The case takes place in New Jersey and involves a Plaintiff who was sold a car that had been rebuilt from scrap parts without their knowledge. The vehicle, which appeared to be a late-model American SUV, was represented by the Defendant as a brand-new vehicle. The Plaintiff purchased the vehicle believing this to be true. After owning the car for a few years, the Plaintiff decided to sell, and took the SUV to a dealership in order to have it appraised. It was at this point that the appraiser noticed that different parts of the vehicle were engraved with VIN numbers that did not match. The Plaintiff then began to investigate the origin of the parts, at which point the plaintiff discovered that they came from an older version of the same vehicle. The Plaintiff also discovered that the older parts had belonged to a car that had been reported as scrapped, and were not legal for road use. As a result, the car is now worthless, and the Plaintiff sued the car dealership under pertinent Lemon Laws, claiming that they would not have purchased the vehicle with the knowledge that it had been rebuilt.

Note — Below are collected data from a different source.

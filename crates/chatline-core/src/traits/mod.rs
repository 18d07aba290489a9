// SPDX-FileCopyrightText: 2026 Chatline Contributors
// SPDX-License-Identifier: MIT OR Apache-2.0

//! Adapter trait definitions for the Chatline bot.
//!
//! All adapters extend the [`PluginAdapter`] base trait and use
//! `#[async_trait]` for dynamic dispatch compatibility.

pub mod adapter;
pub mod channel;
pub mod embedding;
pub mod event_log;
pub mod provider;

pub use adapter::PluginAdapter;
pub use channel::ChannelAdapter;
pub use embedding::EmbeddingAdapter;
pub use event_log::EventLogAdapter;
pub use provider::ProviderAdapter;
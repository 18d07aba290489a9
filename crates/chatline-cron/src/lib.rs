// SPDX-FileCopyrightText: 2026 Chatline Contributors
// SPDX-License-Identifier: MIT OR Apache-2.0

//! Proactive morning and night greetings.
//!
//! [`PushScheduler`] runs as a background task next to the webhook server.
//! It learns who to greet from a `watch` channel the webhook handler publishes
//! the latest sender's user id on. Only one target is tracked.

pub mod clock;
pub mod scheduler;
pub mod state;
pub mod window;

pub use clock::{Clock, ManualClock, SystemClock};
pub use scheduler::{PushDelivery, PushScheduler};
pub use state::PushState;
pub use window::{PushKind, PushWindow};
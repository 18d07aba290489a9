// SPDX-FileCopyrightText: 2026 Chatline Contributors
// SPDX-License-Identifier: MIT OR Apache-2.0

//! Integration tests for the Chatline configuration system.

use chatline_config::diagnostic::ConfigError;
use chatline_config::model::{ChatlineConfig, ResponderMode};
use chatline_config::{load_and_validate_path, load_and_validate_str, load_config_from_str};

#[test]
fn full_toml_deserializes() {
    let toml = r#"
[agent]
name = "shop-bot"
mode = "inventory"
persona = "You are a shop clerk."
reply_delay_min_ms = 0
reply_delay_max_ms = 10

[server]
host = "0.0.0.0"
port = 8080
webhook_path = "/callback"

[line]
channel_access_token = "tok"
channel_secret = "sec"

[openai]
api_key = "sk-test"
model = "gpt-4o-mini"
temperature = 0.3
max_tokens = 256

[corpus]
path = "data/animals.txt"
top_k = 2

[inventory]
branch_id = "BKK-01"
echo_intent = false

[event_log]
path = "/tmp/events.jsonl"

[push]
enabled = false
utc_offset_hours = 7
morning_greetings = ["hi"]
"#;

    let config = load_config_from_str(toml).expect("valid TOML should deserialize");
    assert_eq!(config.agent.name, "shop-bot");
    assert_eq!(config.agent.mode, ResponderMode::Inventory);
    assert_eq!(config.agent.reply_delay_max_ms, 10);
    assert_eq!(config.server.port, 8080);
    assert_eq!(config.server.webhook_path, "/callback");
    assert_eq!(config.line.channel_secret.as_deref(), Some("sec"));
    assert_eq!(config.openai.model, "gpt-4o-mini");
    assert_eq!(config.openai.max_tokens, Some(256));
    assert_eq!(config.corpus.top_k, 2);
    assert_eq!(config.corpus.chunk_size, 1000);
    assert_eq!(config.inventory.branch_id, "BKK-01");
    assert!(!config.inventory.echo_intent);
    assert_eq!(config.event_log.path, "/tmp/events.jsonl");
    assert!(!config.push.enabled);
    assert_eq!(config.push.utc_offset_hours, Some(7));
    assert_eq!(config.push.morning_greetings, vec!["hi"]);
}

#[test]
fn empty_toml_uses_defaults() {
    let config = load_config_from_str("").expect("empty TOML should use defaults");

    assert_eq!(config.agent.name, "chatline");
    assert_eq!(config.agent.mode, ResponderMode::Conversation);
    assert_eq!(config.server.port, 3000);
    assert_eq!(config.server.webhook_path, "/webhook");
    assert!(config.line.channel_secret.is_none());
    assert_eq!(config.openai.model, "gpt-3.5-turbo");
    assert_eq!(config.openai.temperature, 0.0);
    assert_eq!(config.corpus.path, "data/corpus.txt");
    assert_eq!(config.corpus.chunk_size, 1000);
    assert_eq!(config.corpus.chunk_overlap, 0);
    assert_eq!(config.corpus.top_k, 4);
    assert_eq!(config.event_log.path, "logs/event_logs.jsonl");
    assert_eq!(config.push.morning_window.start_hour, 7);
    assert_eq!(config.push.morning_window.end_hour, 10);
    assert_eq!(config.push.night_window.start_hour, 22);
    assert_eq!(config.push.night_window.end_hour, 23);
    assert_eq!(config.push.min_interval_secs, 1800);
    assert_eq!(config.push.max_interval_secs, 7200);
    assert!(!config.push.demo_enabled);
    assert_eq!(config.push.demo_interval_secs, 5);
}

#[test]
fn unknown_field_is_rejected() {
    let err = load_config_from_str("[line]\nchanel_secret = \"x\"\n")
        .expect_err("should reject unknown field");
    let err_str = err.to_string();
    assert!(
        err_str.contains("unknown field") || err_str.contains("chanel_secret"),
        "error should mention unknown field, got: {err_str}"
    );
}

#[test]
fn unknown_top_level_section_is_rejected() {
    assert!(load_config_from_str("[logging]\nlevel = \"debug\"\n").is_err());
}

#[test]
fn unknown_key_diagnostic_carries_suggestion() {
    let errors = load_and_validate_str("[agent]\npersna = \"x\"\n").expect_err("should fail");

    let found = errors.iter().any(|e| {
        matches!(e, ConfigError::UnknownKey { key, suggestion, valid_keys, .. }
            if key == "persna"
                && suggestion.as_deref() == Some("persona")
                && valid_keys.contains("apology_message"))
    });
    assert!(found, "expected UnknownKey for `persna`, got: {errors:?}");
}

#[test]
fn invalid_type_produces_diagnostic() {
    let errors = load_and_validate_str("[server]\nport = \"eighty\"\n").expect_err("should fail");
    assert!(
        errors
            .iter()
            .any(|e| matches!(e, ConfigError::InvalidType { key, .. } if key.contains("port"))),
        "got: {errors:?}"
    );
}

#[test]
fn validation_errors_are_collected() {
    let toml = r#"
[openai]
temperature = 3.0

[push.night_window]
start_hour = 8
end_hour = 9
"#;
    let errors = load_and_validate_str(toml).expect_err("should fail validation");
    assert!(errors.len() >= 2, "got: {errors:?}");
}

#[test]
fn config_error_renders_with_miette() {
    use miette::{Diagnostic, GraphicalReportHandler};

    let error = ConfigError::UnknownKey {
        key: "persna".to_string(),
        suggestion: Some("persona".to_string()),
        valid_keys: "name, persona".to_string(),
        span: None,
        src: None,
    };
    assert!(error.code().is_some());
    let help = error.help().expect("help text").to_string();
    assert!(help.contains("did you mean `persona`"), "got: {help}");

    let mut buf = String::new();
    GraphicalReportHandler::new()
        .render_report(&mut buf, &error)
        .expect("should render");
    assert!(buf.contains("persna"));
}

#[test]
fn env_vars_override_file_and_fill_secrets() {
    figment::Jail::expect_with(|jail| {
        jail.create_file(
            "custom.toml",
            r#"
[server]
port = 4000

[event_log]
path = "from-file.jsonl"
"#,
        )?;
        jail.set_env("CHATLINE_SERVER_PORT", "5000");
        jail.set_env("CHATLINE_EVENT_LOG_PATH", "from-env.jsonl");
        jail.set_env("LINE_CHANNEL_SECRET", "env-secret");
        jail.set_env("OPENAI_API_KEY_LINE", "sk-line");

        let config = load_and_validate_path(std::path::Path::new("custom.toml"))
            .map_err(|e| format!("{e:?}"))?;
        assert_eq!(config.server.port, 5000);
        assert_eq!(config.event_log.path, "from-env.jsonl");
        assert_eq!(config.line.channel_secret.as_deref(), Some("env-secret"));
        assert_eq!(config.openai.api_key.as_deref(), Some("sk-line"));
        Ok(())
    });
}

#[test]
fn prefixed_secret_wins_over_conventional_env() {
    figment::Jail::expect_with(|jail| {
        jail.create_file("chatline.toml", "")?;
        jail.set_env("CHATLINE_LINE_CHANNEL_SECRET", "prefixed");
        jail.set_env("LINE_CHANNEL_SECRET", "conventional");

        let config = load_and_validate_path(std::path::Path::new("chatline.toml"))
            .map_err(|e| format!("{e:?}"))?;
        assert_eq!(config.line.channel_secret.as_deref(), Some("prefixed"));
        Ok(())
    });
}

#[test]
fn serialized_defaults_round_trip_through_figment() {
    use figment::{Figment, providers::Serialized};

    let config: ChatlineConfig = Figment::new()
        .merge(Serialized::defaults(ChatlineConfig::default()))
        .merge(("agent.request_timeout_secs", 5))
        .extract()
        .expect("defaults should extract");
    assert_eq!(config.agent.request_timeout_secs, 5);
    assert_eq!(config.push.night_greetings.len(), 3);
}
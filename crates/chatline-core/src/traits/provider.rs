// SPDX-FileCopyrightText: 2026 Chatline Contributors
// SPDX-License-Identifier: MIT OR Apache-2.0

//! Provider adapter trait for chat completion APIs.

use async_trait::async_trait;

use crate::error::ChatlineError;
use crate::traits::adapter::PluginAdapter;
use crate::types::{ProviderRequest, ProviderResponse};

/// Adapter for a chat completion API.
#[async_trait]
pub trait ProviderAdapter: PluginAdapter {
    /// Sends a completion request and returns the full response.
    async fn complete(&self, request: ProviderRequest)
    -> Result<ProviderResponse, ChatlineError>;
}
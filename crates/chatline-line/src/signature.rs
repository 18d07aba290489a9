// SPDX-FileCopyrightText: 2026 Chatline Contributors
// SPDX-License-Identifier: MIT OR Apache-2.0

//! `X-Line-Signature` verification.
//!
//! LINE signs each webhook delivery with HMAC-SHA256 over the raw request
//! body, keyed by the channel secret, and sends the digest base64-encoded.

use base64::Engine;
use base64::engine::general_purpose::STANDARD;
use chatline_core::ChatlineError;
use hmac::{Hmac, Mac};
use sha2::Sha256;

type HmacSha256 = Hmac<Sha256>;

/// Header carrying the webhook signature.
pub const SIGNATURE_HEADER: &str = "x-line-signature";

/// Verifies webhook bodies against the channel secret.
#[derive(Clone)]
pub struct WebhookVerifier {
    /// HMAC state keyed with the channel secret, cloned per request.
    keyed: HmacSha256,
}

impl std::fmt::Debug for WebhookVerifier {
    fn fmt(&self, f: &mut std::fmt::Formatter<'_>) -> std::fmt::Result {
        f.debug_struct("WebhookVerifier")
            .field("secret", &"[REDACTED]")
            .finish()
    }
}

impl WebhookVerifier {
    pub fn new(channel_secret: &str) -> Result<Self, ChatlineError> {
        if channel_secret.is_empty() {
            return Err(ChatlineError::Config(
                "line.channel_secret is required to verify webhooks".into(),
            ));
        }
        let keyed = HmacSha256::new_from_slice(channel_secret.as_bytes())
            .map_err(|e| ChatlineError::Config(format!("invalid channel secret: {e}")))?;
        Ok(Self { keyed })
    }

    /// Checks `signature` against the raw `body`.
    ///
    /// The digest comparison is constant-time.
    pub fn verify(&self, body: &[u8], signature: &str) -> Result<(), ChatlineError> {
        let expected = STANDARD
            .decode(signature.trim())
            .map_err(|_| ChatlineError::InvalidSignature)?;
        self.mac(body)
            .verify_slice(&expected)
            .map_err(|_| ChatlineError::InvalidSignature)
    }

    /// Computes the base64 signature LINE would send for `body`.
    pub fn sign(&self, body: &[u8]) -> String {
        STANDARD.encode(self.mac(body).finalize().into_bytes())
    }

    fn mac(&self, body: &[u8]) -> HmacSha256 {
        let mut mac = self.keyed.clone();
        mac.update(body);
        mac
    }
}

#[cfg(test)]
mod tests {
    use super::*;

    #[test]
    fn signature_round_trips() {
        let verifier = WebhookVerifier::new("channel-secret").unwrap();
        let body = br#"{"destination":"U0","events":[]}"#;
        let sig = verifier.sign(body);
        assert!(verifier.verify(body, &sig).is_ok());
    }

    #[test]
    fn known_vector() {
        // echo -n 'hello' | openssl dgst -sha256 -hmac 'secret' -binary | base64
        let verifier = WebhookVerifier::new("secret").unwrap();
        assert_eq!(
            verifier.sign(b"hello"),
            "iKqz7ejTrflNJquQ07r9SiCDBww7zOnAFO4EpEOEfAs="
        );
    }

    #[test]
    fn tampered_body_is_rejected() {
        let verifier = WebhookVerifier::new("channel-secret").unwrap();
        let sig = verifier.sign(b"original");
        let err = verifier.verify(b"tampered", &sig).unwrap_err();
        assert!(matches!(err, ChatlineError::InvalidSignature));
    }

    #[test]
    fn wrong_secret_is_rejected() {
        let sig = WebhookVerifier::new("a").unwrap().sign(b"body");
        assert!(WebhookVerifier::new("b").unwrap().verify(b"body", &sig).is_err());
    }

    #[test]
    fn non_base64_signature_is_rejected() {
        let verifier = WebhookVerifier::new("s").unwrap();
        assert!(matches!(
            verifier.verify(b"body", "not base64!!"),
            Err(ChatlineError::InvalidSignature)
        ));
    }

    #[test]
    fn empty_secret_is_config_error() {
        assert!(matches!(
            WebhookVerifier::new(""),
            Err(ChatlineError::Config(_))
        ));
    }

    #[test]
    fn debug_redacts_secret() {
        let verifier = WebhookVerifier::new("super-secret").unwrap();
        assert!(!format!("{verifier:?}").contains("super-secret"));
    }
}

Question(s) For Expert Witness
- 1. What checks are done to ensure VIN numbers match and are accurate?
- 2. Do you experience working on cases involving fraudulent VIN numbers?
- 3. Do you have knowledge of the proper protocols when selling used cars?

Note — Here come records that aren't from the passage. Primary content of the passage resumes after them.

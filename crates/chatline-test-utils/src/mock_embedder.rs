// SPDX-FileCopyrightText: 2026 Chatline Contributors
// SPDX-License-Identifier: MIT OR Apache-2.0

//! Deterministic embedder for retrieval tests.
//!
//! Each text maps to a fixed pseudo-random unit vector seeded from its bytes.
//! Identical texts embed identically; distinct texts are nearly orthogonal.

use std::sync::Mutex;
use std::sync::atomic::{AtomicBool, Ordering};

use async_trait::async_trait;

use chatline_core::ChatlineError;
use chatline_core::traits::{EmbeddingAdapter, PluginAdapter};
use chatline_core::types::{AdapterType, EmbeddingInput, EmbeddingOutput, HealthStatus};

pub struct MockEmbedder {
    dimension: usize,
    batch_sizes: Mutex<Vec<usize>>,
    fail_next: AtomicBool,
}

impl MockEmbedder {
    pub fn new(dimension: usize) -> Self {
        Self {
            dimension,
            batch_sizes: Mutex::new(Vec::new()),
            fail_next: AtomicBool::new(false),
        }
    }

    /// The vector `embed` produces for `text`.
    pub fn vector_for(&self, text: &str) -> Vec<f32> {
        // FNV-1a seed, then an xorshift stream.
        let mut state = text.bytes().fold(0xcbf2_9ce4_8422_2325u64, |h, b| {
            (h ^ u64::from(b)).wrapping_mul(0x0100_0000_01b3)
        });
        let mut v: Vec<f32> = (0..self.dimension)
            .map(|_| {
                state ^= state << 13;
                state ^= state >> 7;
                state ^= state << 17;
                (state % 2001) as f32 / 1000.0 - 1.0
            })
            .collect();
        let norm = v.iter().map(|x| x * x).sum::<f32>().sqrt();
        if norm > 0.0 {
            v.iter_mut().for_each(|x| *x /= norm);
        }
        v
    }

    /// Size of every `embed` call so far, in call order.
    pub fn batch_sizes(&self) -> Vec<usize> {
        self.batch_sizes
            .lock()
            .map(|sizes| sizes.clone())
            .unwrap_or_default()
    }

    /// Make the next `embed` call fail with a `Provider` error.
    pub fn fail_next(&self) {
        self.fail_next.store(true, Ordering::SeqCst);
    }
}

#[async_trait]
impl PluginAdapter for MockEmbedder {
    fn name(&self) -> &str {
        "mock-embedder"
    }

    fn version(&self) -> semver::Version {
        semver::Version::new(0, 1, 0)
    }

    fn adapter_type(&self) -> AdapterType {
        AdapterType::Embedding
    }

    async fn health_check(&self) -> Result<HealthStatus, ChatlineError> {
        Ok(HealthStatus::Healthy)
    }

    async fn shutdown(&self) -> Result<(), ChatlineError> {
        Ok(())
    }
}

#[async_trait]
impl EmbeddingAdapter for MockEmbedder {
    async fn embed(&self, input: EmbeddingInput) -> Result<EmbeddingOutput, ChatlineError> {
        if self.fail_next.swap(false, Ordering::SeqCst) {
            return Err(ChatlineError::Provider {
                message: "mock embedding failure".into(),
                source: None,
            });
        }
        if let Ok(mut sizes) = self.batch_sizes.lock() {
            sizes.push(input.texts.len());
        }
        Ok(EmbeddingOutput {
            embeddings: input.texts.iter().map(|t| self.vector_for(t)).collect(),
        })
    }
}

#[cfg(test)]
mod tests {
    use super::*;

    #[test]
    fn same_text_same_vector() {
        let embedder = MockEmbedder::new(8);
        assert_eq!(embedder.vector_for("abc"), embedder.vector_for("abc"));
        assert_ne!(embedder.vector_for("abc"), embedder.vector_for("abd"));
    }

    #[test]
    fn vectors_are_unit_length() {
        let v = MockEmbedder::new(16).vector_for("hello");
        let norm: f32 = v.iter().map(|x| x * x).sum::<f32>().sqrt();
        assert!((norm - 1.0).abs() < 1e-5);
    }

    #[tokio::test]
    async fn embed_records_batches_and_can_fail() {
        let embedder = MockEmbedder::new(4);
        let out = embedder
            .embed(EmbeddingInput {
                texts: vec!["a".into(), "b".into()],
            })
            .await
            .unwrap();
        assert_eq!(out.embeddings.len(), 2);
        assert_eq!(embedder.batch_sizes(), vec![2]);

        embedder.fail_next();
        assert!(embedder.embed(EmbeddingInput { texts: vec!["c".into()] }).await.is_err());
        assert_eq!(embedder.batch_sizes(), vec![2]);
    }
}
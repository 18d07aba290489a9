// SPDX-FileCopyrightText: 2026 Chatline Contributors
// SPDX-License-Identifier: MIT OR Apache-2.0

//! Responders turn one inbound text into reply messages.

use std::sync::Arc;
use std::time::Duration;

use async_trait::async_trait;
use chatline_config::model::{AgentConfig, OpenAiConfig};
use chatline_core::ChatlineError;
use chatline_core::traits::ProviderAdapter;
use chatline_core::types::{ProviderMessage, ProviderRequest, SessionId};
use chatline_memory::CorpusRetriever;
use tracing::{debug, info, warn};

use crate::prompt;
use crate::session::SessionStore;

/// Text messages to deliver back to the user, in order.
#[derive(Debug, Clone, PartialEq, Eq)]
pub struct AgentReply {
    pub messages: Vec<String>,
}

impl AgentReply {
    pub fn single(text: impl Into<String>) -> Self {
        Self {
            messages: vec![text.into()],
        }
    }
}

/// Produces a reply for one user message.
#[async_trait]
pub trait Responder: Send + Sync {
    async fn respond(&self, session_id: &SessionId, text: &str) -> Result<AgentReply, ChatlineError>;
}

/// Completion calls with fixed model settings and a hard deadline.
#[derive(Clone)]
pub struct Completer {
    provider: Arc<dyn ProviderAdapter + Send + Sync>,
    model: String,
    temperature: f32,
    max_tokens: Option<u32>,
    timeout: Duration,
}

impl Completer {
    pub fn new(
        provider: Arc<dyn ProviderAdapter + Send + Sync>,
        model: impl Into<String>,
        timeout: Duration,
    ) -> Self {
        Self {
            provider,
            model: model.into(),
            temperature: 0.0,
            max_tokens: None,
            timeout,
        }
    }

    pub fn from_config(
        provider: Arc<dyn ProviderAdapter + Send + Sync>,
        openai: &OpenAiConfig,
        agent: &AgentConfig,
    ) -> Self {
        Self {
            temperature: openai.temperature,
            max_tokens: openai.max_tokens,
            ..Self::new(
                provider,
                openai.model.clone(),
                Duration::from_secs(agent.request_timeout_secs),
            )
        }
    }

    /// Sends `messages` and returns the completion text.
    ///
    /// An elapsed deadline becomes [`ChatlineError::Timeout`]. A blank
    /// completion is a [`ChatlineError::Provider`] error, never a reply.
    pub async fn complete(&self, messages: Vec<ProviderMessage>) -> Result<String, ChatlineError> {
        let request = ProviderRequest {
            model: self.model.clone(),
            messages,
            temperature: self.temperature,
            max_tokens: self.max_tokens,
        };
        match tokio::time::timeout(self.timeout, self.provider.complete(request)).await {
            Ok(result) => {
                let response = result?;
                debug!(
                    model = %response.model,
                    prompt_tokens = response.usage.prompt_tokens,
                    completion_tokens = response.usage.completion_tokens,
                    "completion received"
                );
                if response.content.trim().is_empty() {
                    warn!(model = %response.model, "completion was empty");
                    return Err(ChatlineError::Provider {
                        message: "empty completion".into(),
                        source: None,
                    });
                }
                Ok(response.content)
            }
            Err(_) => {
                warn!(timeout_secs = self.timeout.as_secs_f32(), "completion timed out");
                Err(ChatlineError::Timeout {
                    duration: self.timeout,
                })
            }
        }
    }
}

/// Plain chat: persona, history, and the new message.
pub struct ConversationResponder {
    sessions: Arc<SessionStore>,
    completer: Completer,
    persona: String,
}

impl ConversationResponder {
    pub fn new(sessions: Arc<SessionStore>, completer: Completer, persona: impl Into<String>) -> Self {
        Self {
            sessions,
            completer,
            persona: persona.into(),
        }
    }
}

#[async_trait]
impl Responder for ConversationResponder {
    async fn respond(&self, session_id: &SessionId, text: &str) -> Result<AgentReply, ChatlineError> {
        let handle = self.sessions.get_or_create(session_id);
        let mut session = handle.lock().await;

        let messages = prompt::conversation_messages(&self.persona, &session.history(), text);
        let answer = self.completer.complete(messages).await?;

        session.record_exchange(text, answer.as_str());
        info!(session_id = %session_id, turns = session.len(), "exchange recorded");
        Ok(AgentReply::single(answer))
    }
}

/// Chat grounded in the reference corpus.
pub struct RetrievalResponder {
    sessions: Arc<SessionStore>,
    completer: Completer,
    retriever: Arc<CorpusRetriever>,
}

impl RetrievalResponder {
    pub fn new(
        sessions: Arc<SessionStore>,
        completer: Completer,
        retriever: Arc<CorpusRetriever>,
    ) -> Self {
        Self {
            sessions,
            completer,
            retriever,
        }
    }

    async fn search_query(
        &self,
        history: &[ProviderMessage],
        text: &str,
    ) -> Result<String, ChatlineError> {
        if history.is_empty() {
            return Ok(text.to_string());
        }
        let rewritten = self
            .completer
            .complete(prompt::search_query_messages(history, text))
            .await?;
        Ok(rewritten.trim().to_string())
    }
}

#[async_trait]
impl Responder for RetrievalResponder {
    async fn respond(&self, session_id: &SessionId, text: &str) -> Result<AgentReply, ChatlineError> {
        let handle = self.sessions.get_or_create(session_id);
        let mut session = handle.lock().await;
        let history = session.history();

        let query = self.search_query(&history, text).await?;
        let chunks = self.retriever.retrieve(&query).await?;
        debug!(query = query.as_str(), chunks = chunks.len(), "context retrieved");

        let answer = self
            .completer
            .complete(prompt::answer_messages(&chunks, &history, text))
            .await?;

        session.record_exchange(text, answer.as_str());
        info!(session_id = %session_id, turns = session.len(), "exchange recorded");
        Ok(AgentReply::single(answer))
    }
}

Expert Witness Response E-009513
I have more than 30 years of experience in the automotive industry. I am knowledgeable on various dealership departments including electronic data processing systems used by dealerships, and I am a member of several professional organizations including the American Institute of Certified Public Accountants and AICPA Section for Forensic and Valuation Services. I have handled previous cases involving fraudulent VIN numbers and can speak to the proper protocols when selling used cars. In this case, there were a number of checks that were not upheld by the car dealership. Good internal control by the Used Car Department is to check the VIN on the door and match it to the windshield VIN – of course, they should always match in a new car. There is an emissions sticker under the hood which is also used to verify that the engine is the right engine for the model and year of the car. When the car is registered they should see if the title has any branding on it which would indicate that the vehicle was totaled prior. Obviously, in this case these internal checks were either not performed, or were intentionally disregarded in order to make a fraudulent representation about this vehicle’s value to the customer. Either way, this resulted in a dangerous car being placed back on the road when it shouldn’t have been, and could easily have contributed to a fatal accident.